── PROVIDED INFORMATION ──

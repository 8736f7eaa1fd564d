//! Authentication route handlers.
//!
//! Sign-in and sign-up post back to `/auth`. Field errors are rendered inline
//! next to the offending input; provider failures become a notice banner.

use askama::Template;
use askama_web::WebTemplate;
use axum::{
    Form,
    extract::{Query, State},
    response::{IntoResponse, Redirect, Response},
};
use serde::Deserialize;
use tower_sessions::Session;
use tracing::instrument;

use eyeopener_core::{Email, ValidationError, validation};

use crate::error::{self, add_breadcrumb, clear_sentry_user, set_sentry_user};
use crate::filters;
use crate::middleware::{AuthContext, clear_current_user, set_current_user};
use crate::models::{CurrentUser, session_keys};
use crate::routes::{NavView, Notice};
use crate::services::{AuthError, AuthService, SignUpResult};
use crate::state::AppState;

// =============================================================================
// Form Types
// =============================================================================

/// Sign-in form data.
#[derive(Debug, Deserialize)]
pub struct SignInForm {
    pub email: String,
    pub password: String,
}

/// Sign-up form data.
#[derive(Debug, Deserialize)]
pub struct SignUpForm {
    pub full_name: String,
    pub email: String,
    pub password: String,
}

// =============================================================================
// Query Types
// =============================================================================

/// Query parameters for the auth page.
#[derive(Debug, Default, Deserialize)]
pub struct AuthQuery {
    /// `signup` opens the sign-up tab.
    pub tab: Option<String>,
}

// =============================================================================
// Templates
// =============================================================================

/// Which tab is open.
#[derive(Debug, Clone, Copy, PartialEq, Eq)]
pub enum AuthTab {
    SignIn,
    SignUp,
}

/// Sign-in tab values and errors.
#[derive(Debug, Default)]
pub struct SignInDraft {
    pub email: String,
    pub email_error: Option<String>,
    pub password_error: Option<String>,
}

/// Sign-up tab values and errors.
#[derive(Debug, Default)]
pub struct SignUpDraft {
    pub full_name: String,
    pub email: String,
    pub full_name_error: Option<String>,
    pub email_error: Option<String>,
    pub password_error: Option<String>,
}

impl SignInDraft {
    /// Check every field, keeping the typed email for re-display.
    fn check(form: &SignInForm) -> Self {
        Self {
            email: form.email.clone(),
            email_error: field_error(Email::parse(&form.email).map_err(ValidationError::from)),
            password_error: field_error(validation::validate_password(&form.password)),
        }
    }

    const fn has_errors(&self) -> bool {
        self.email_error.is_some() || self.password_error.is_some()
    }
}

impl SignUpDraft {
    fn check(form: &SignUpForm) -> Self {
        Self {
            full_name: form.full_name.clone(),
            email: form.email.clone(),
            full_name_error: field_error(validation::validate_full_name(&form.full_name)),
            email_error: field_error(Email::parse(&form.email).map_err(ValidationError::from)),
            password_error: field_error(validation::validate_password(&form.password)),
        }
    }

    const fn has_errors(&self) -> bool {
        self.full_name_error.is_some() || self.email_error.is_some() || self.password_error.is_some()
    }
}

fn field_error<T>(result: Result<T, ValidationError>) -> Option<String> {
    result.err().map(|e| e.to_string())
}

/// Sign in / sign up page template.
#[derive(Template, WebTemplate)]
#[template(path = "auth.html")]
pub struct AuthTemplate {
    pub nav: NavView,
    pub notice: Option<Notice>,
    pub tab: AuthTab,
    pub sign_in: SignInDraft,
    pub sign_up: SignUpDraft,
}

impl AuthTemplate {
    fn new(tab: AuthTab) -> Self {
        Self {
            nav: NavView::default(),
            notice: None,
            tab,
            sign_in: SignInDraft::default(),
            sign_up: SignUpDraft::default(),
        }
    }

    fn with_notice(mut self, notice: Notice) -> Self {
        self.notice = Some(notice);
        self
    }

    /// Whether the sign-up tab is the open one.
    #[must_use]
    pub fn sign_up_open(&self) -> bool {
        self.tab == AuthTab::SignUp
    }
}

// =============================================================================
// Handlers
// =============================================================================

/// Display the sign in / sign up page.
///
/// Already signed-in users are sent to the landing page.
pub async fn auth_page(auth: AuthContext, Query(query): Query<AuthQuery>) -> Response {
    if auth.signed_in().is_some() {
        return Redirect::to("/").into_response();
    }

    let tab = match query.tab.as_deref() {
        Some("signup") => AuthTab::SignUp,
        _ => AuthTab::SignIn,
    };
    AuthTemplate::new(tab).into_response()
}

/// Handle sign-in form submission.
#[instrument(skip(state, session, form))]
pub async fn sign_in(
    State(state): State<AppState>,
    session: Session,
    Form(form): Form<SignInForm>,
) -> Response {
    let draft = SignInDraft::check(&form);
    if draft.has_errors() {
        return AuthTemplate {
            sign_in: draft,
            ..AuthTemplate::new(AuthTab::SignIn)
        }
        .into_response();
    }

    match AuthService::new(&state)
        .sign_in(&form.email, &form.password)
        .await
    {
        Ok(user) => start_session(&session, &user).await,
        Err(e) => {
            log_auth_failure("Sign-in", &e);
            AuthTemplate {
                sign_in: SignInDraft {
                    email: form.email,
                    ..SignInDraft::default()
                },
                ..AuthTemplate::new(AuthTab::SignIn)
            }
            .with_notice(Notice::error(e.user_message()))
            .into_response()
        }
    }
}

/// Handle sign-up form submission.
#[instrument(skip(state, session, form))]
pub async fn sign_up(
    State(state): State<AppState>,
    session: Session,
    Form(form): Form<SignUpForm>,
) -> Response {
    let draft = SignUpDraft::check(&form);
    if draft.has_errors() {
        return AuthTemplate {
            sign_up: draft,
            ..AuthTemplate::new(AuthTab::SignUp)
        }
        .into_response();
    }

    match AuthService::new(&state)
        .sign_up(&form.email, &form.password, &form.full_name)
        .await
    {
        Ok(SignUpResult::SignedIn(user)) => start_session(&session, &user).await,
        Ok(SignUpResult::ConfirmationPending { email }) => {
            add_breadcrumb("auth", "Sign-up awaiting confirmation", None);
            AuthTemplate {
                sign_in: SignInDraft {
                    email,
                    ..SignInDraft::default()
                },
                ..AuthTemplate::new(AuthTab::SignIn)
            }
            .with_notice(Notice::success("Check your email to confirm your account"))
            .into_response()
        }
        Err(e) => {
            log_auth_failure("Sign-up", &e);
            AuthTemplate {
                sign_up: SignUpDraft {
                    full_name: form.full_name,
                    email: form.email,
                    ..SignUpDraft::default()
                },
                ..AuthTemplate::new(AuthTab::SignUp)
            }
            .with_notice(Notice::error(e.user_message()))
            .into_response()
        }
    }
}

/// Handle sign-out.
///
/// The provider session is revoked best-effort. The local session must be
/// cleared before the user lands on `/`.
#[instrument(skip(state, session))]
pub async fn sign_out(
    State(state): State<AppState>,
    session: Session,
) -> error::Result<Redirect> {
    let stored: Option<CurrentUser> = session
        .get(session_keys::CURRENT_USER)
        .await
        .ok()
        .flatten();

    if let Some(user) = stored {
        AuthService::new(&state).sign_out(&user).await;
    }

    clear_current_user(&session).await?;
    session.cycle_id().await?;
    clear_sentry_user();

    Ok(Redirect::to("/"))
}

/// Store the user in a fresh session and go to the landing page.
async fn start_session(session: &Session, user: &CurrentUser) -> Response {
    // New id on privilege change
    if let Err(e) = session.cycle_id().await {
        tracing::error!(error = %e, "Failed to rotate session id");
    }

    if let Err(e) = set_current_user(session, user).await {
        tracing::error!(error = %e, "Failed to store session");
        return AuthTemplate::new(AuthTab::SignIn)
            .with_notice(Notice::error("Could not start your session, please try again"))
            .into_response();
    }

    set_sentry_user(&user.id, Some(&user.email));
    add_breadcrumb("auth", "Signed in", None);
    Redirect::to("/").into_response()
}

fn log_auth_failure(action: &str, err: &AuthError) {
    match err {
        AuthError::Provider(e) => tracing::error!(error = %e, "{action} failed"),
        other => tracing::info!(error = %other, "{action} refused"),
    }
}

#[cfg(test)]
#[allow(clippy::unwrap_used)]
mod tests {
    use super::*;

    #[test]
    fn test_sign_in_draft_collects_field_errors() {
        let draft = SignInDraft::check(&SignInForm {
            email: "not-an-email".to_string(),
            password: "123".to_string(),
        });
        assert!(draft.has_errors());
        assert_eq!(
            draft.email_error.as_deref(),
            Some("Please enter a valid email address")
        );
        assert_eq!(
            draft.password_error.as_deref(),
            Some("Password must be at least 6 characters")
        );
        assert_eq!(draft.email, "not-an-email");
    }

    #[test]
    fn test_sign_up_draft_requires_full_name() {
        let draft = SignUpDraft::check(&SignUpForm {
            full_name: "T".to_string(),
            email: "seeker@example.com".to_string(),
            password: "moonlight".to_string(),
        });
        assert!(draft.has_errors());
        assert!(draft.full_name_error.is_some());
        assert!(draft.email_error.is_none());
        assert!(draft.password_error.is_none());
    }

    #[test]
    fn test_valid_sign_up_draft() {
        let draft = SignUpDraft::check(&SignUpForm {
            full_name: "Seeker".to_string(),
            email: "seeker@example.com".to_string(),
            password: "moonlight".to_string(),
        });
        assert!(!draft.has_errors());
    }

    #[test]
    fn test_auth_page_renders_inline_errors() {
        let html = AuthTemplate {
            sign_up: SignUpDraft {
                full_name_error: Some("Full name must be at least 2 characters".to_string()),
                ..SignUpDraft::default()
            },
            ..AuthTemplate::new(AuthTab::SignUp)
        }
        .render()
        .unwrap();
        assert!(html.contains("Full name must be at least 2 characters"));
        assert!(html.contains("Create Account"));
    }
}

───

YOUR GOAL: What the task asks for is a word-for-word repeat of the lines above, from the first through the one containing "use askama::Template;".

EXERCISE SOLUTION:
repository 8736f7eaa1fd564d
//! Authentication route handlers.
//!
//! Sign-in and sign-up post back to `/auth`. Field errors are rendered inline
//! next to the offending input; provider failures become a notice banner.

use askama::Template;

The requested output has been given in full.